## TASK
Return each line of the entries that mentions the word "format".

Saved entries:
BEGIN
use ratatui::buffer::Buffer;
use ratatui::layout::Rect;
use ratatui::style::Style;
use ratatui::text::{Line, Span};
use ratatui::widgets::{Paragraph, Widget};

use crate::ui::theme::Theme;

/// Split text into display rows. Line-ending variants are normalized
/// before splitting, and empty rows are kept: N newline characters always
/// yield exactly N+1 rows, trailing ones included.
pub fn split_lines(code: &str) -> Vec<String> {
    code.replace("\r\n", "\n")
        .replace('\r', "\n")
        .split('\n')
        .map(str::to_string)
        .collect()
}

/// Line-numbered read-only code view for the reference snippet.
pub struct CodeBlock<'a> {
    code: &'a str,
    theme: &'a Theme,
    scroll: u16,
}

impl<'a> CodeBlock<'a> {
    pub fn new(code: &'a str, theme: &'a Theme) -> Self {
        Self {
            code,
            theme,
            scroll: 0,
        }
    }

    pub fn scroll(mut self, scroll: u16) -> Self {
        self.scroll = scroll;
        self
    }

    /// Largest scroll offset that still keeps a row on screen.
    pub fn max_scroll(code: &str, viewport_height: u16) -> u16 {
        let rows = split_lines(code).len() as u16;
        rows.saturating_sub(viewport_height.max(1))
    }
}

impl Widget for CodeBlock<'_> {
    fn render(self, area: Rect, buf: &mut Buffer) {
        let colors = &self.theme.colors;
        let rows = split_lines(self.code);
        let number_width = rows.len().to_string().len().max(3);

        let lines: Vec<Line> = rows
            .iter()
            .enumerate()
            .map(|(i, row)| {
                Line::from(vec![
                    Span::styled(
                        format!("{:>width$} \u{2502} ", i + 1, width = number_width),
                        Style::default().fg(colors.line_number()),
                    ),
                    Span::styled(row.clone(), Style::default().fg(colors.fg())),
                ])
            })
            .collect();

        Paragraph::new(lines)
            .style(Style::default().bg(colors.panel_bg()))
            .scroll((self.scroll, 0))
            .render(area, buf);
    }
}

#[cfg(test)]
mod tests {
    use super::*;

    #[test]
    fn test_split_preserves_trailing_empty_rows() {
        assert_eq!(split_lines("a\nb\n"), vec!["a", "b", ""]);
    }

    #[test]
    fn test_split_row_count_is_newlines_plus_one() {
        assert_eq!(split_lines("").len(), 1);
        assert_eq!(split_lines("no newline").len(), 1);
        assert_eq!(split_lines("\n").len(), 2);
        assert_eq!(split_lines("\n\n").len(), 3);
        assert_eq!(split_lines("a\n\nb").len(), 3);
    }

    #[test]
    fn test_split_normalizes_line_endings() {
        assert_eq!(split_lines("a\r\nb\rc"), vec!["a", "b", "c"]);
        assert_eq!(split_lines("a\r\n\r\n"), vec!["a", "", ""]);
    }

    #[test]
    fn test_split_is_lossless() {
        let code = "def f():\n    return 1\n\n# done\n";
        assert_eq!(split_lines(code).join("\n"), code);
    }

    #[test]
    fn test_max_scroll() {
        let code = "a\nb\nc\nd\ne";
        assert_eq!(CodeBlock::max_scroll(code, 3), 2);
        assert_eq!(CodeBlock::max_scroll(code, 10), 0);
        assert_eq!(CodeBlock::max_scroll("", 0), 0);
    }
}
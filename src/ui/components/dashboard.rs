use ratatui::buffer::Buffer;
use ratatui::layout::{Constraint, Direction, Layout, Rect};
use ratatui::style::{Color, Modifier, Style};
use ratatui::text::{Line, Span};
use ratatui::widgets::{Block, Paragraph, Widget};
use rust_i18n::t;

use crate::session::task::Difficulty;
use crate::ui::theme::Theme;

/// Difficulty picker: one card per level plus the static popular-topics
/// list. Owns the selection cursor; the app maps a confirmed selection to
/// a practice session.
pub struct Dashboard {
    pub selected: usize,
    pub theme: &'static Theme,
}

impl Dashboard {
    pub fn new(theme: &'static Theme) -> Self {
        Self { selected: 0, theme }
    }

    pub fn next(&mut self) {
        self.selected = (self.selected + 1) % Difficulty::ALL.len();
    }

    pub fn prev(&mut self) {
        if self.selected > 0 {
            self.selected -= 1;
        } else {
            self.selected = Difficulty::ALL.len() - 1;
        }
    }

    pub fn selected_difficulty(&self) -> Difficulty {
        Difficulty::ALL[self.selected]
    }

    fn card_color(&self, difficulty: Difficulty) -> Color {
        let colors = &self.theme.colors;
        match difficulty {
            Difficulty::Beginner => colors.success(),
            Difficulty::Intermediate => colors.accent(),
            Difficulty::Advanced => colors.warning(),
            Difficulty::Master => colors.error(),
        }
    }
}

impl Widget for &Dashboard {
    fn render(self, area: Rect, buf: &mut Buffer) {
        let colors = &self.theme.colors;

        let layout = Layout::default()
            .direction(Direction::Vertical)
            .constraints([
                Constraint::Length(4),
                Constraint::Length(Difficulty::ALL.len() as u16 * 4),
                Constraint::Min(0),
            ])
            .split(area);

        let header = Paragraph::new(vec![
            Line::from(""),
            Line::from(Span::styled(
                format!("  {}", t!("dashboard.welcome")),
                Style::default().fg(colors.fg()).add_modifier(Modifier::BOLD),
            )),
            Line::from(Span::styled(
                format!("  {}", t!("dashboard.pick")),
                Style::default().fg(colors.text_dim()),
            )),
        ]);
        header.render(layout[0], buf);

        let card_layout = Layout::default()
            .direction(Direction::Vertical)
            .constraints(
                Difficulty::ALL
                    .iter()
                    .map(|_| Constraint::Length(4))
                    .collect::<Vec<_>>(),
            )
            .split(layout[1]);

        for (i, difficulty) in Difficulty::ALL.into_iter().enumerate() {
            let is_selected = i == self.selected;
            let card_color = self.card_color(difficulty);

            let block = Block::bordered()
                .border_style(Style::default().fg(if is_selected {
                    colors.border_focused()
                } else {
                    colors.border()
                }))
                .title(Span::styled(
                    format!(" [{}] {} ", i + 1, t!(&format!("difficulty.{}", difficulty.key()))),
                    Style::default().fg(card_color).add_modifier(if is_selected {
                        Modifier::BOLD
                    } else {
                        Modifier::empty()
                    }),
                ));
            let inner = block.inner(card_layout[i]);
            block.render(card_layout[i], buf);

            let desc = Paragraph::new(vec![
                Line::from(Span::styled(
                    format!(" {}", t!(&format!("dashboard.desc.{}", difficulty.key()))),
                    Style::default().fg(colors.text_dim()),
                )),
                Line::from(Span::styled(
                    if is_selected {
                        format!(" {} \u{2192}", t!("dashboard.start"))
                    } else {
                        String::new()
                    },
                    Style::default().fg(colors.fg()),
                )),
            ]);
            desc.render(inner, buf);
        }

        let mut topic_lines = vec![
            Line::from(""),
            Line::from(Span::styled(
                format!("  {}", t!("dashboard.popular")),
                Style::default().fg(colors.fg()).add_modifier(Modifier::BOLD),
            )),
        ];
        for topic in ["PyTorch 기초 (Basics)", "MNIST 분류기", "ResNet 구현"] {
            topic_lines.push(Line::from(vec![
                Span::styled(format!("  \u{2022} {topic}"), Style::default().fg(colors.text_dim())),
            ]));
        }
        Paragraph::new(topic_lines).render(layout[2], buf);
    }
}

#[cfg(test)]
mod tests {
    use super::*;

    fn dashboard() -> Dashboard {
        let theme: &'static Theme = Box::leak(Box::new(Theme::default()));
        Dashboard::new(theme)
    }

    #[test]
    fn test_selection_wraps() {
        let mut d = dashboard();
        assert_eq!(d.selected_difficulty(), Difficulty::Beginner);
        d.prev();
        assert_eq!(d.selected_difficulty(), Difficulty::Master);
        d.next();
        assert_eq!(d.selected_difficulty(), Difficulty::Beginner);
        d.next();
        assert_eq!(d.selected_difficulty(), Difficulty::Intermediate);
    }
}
END
## WRITTEN REPLY
                        format!("{:>width$} \u{2502} ", i + 1, width = number_width),
                format!("  {}", t!("dashboard.welcome")),
                format!("  {}", t!("dashboard.pick")),
                    format!(" [{}] {} ", i + 1, t!(&format!("difficulty.{}", difficulty.key()))),
                    format!(" {}", t!(&format!("dashboard.desc.{}", difficulty.key()))),
                        format!(" {} \u{2192}", t!("dashboard.start"))
                format!("  {}", t!("dashboard.popular")),
                Span::styled(format!("  \u{2022} {topic}"), Style::default().fg(colors.text_dim())),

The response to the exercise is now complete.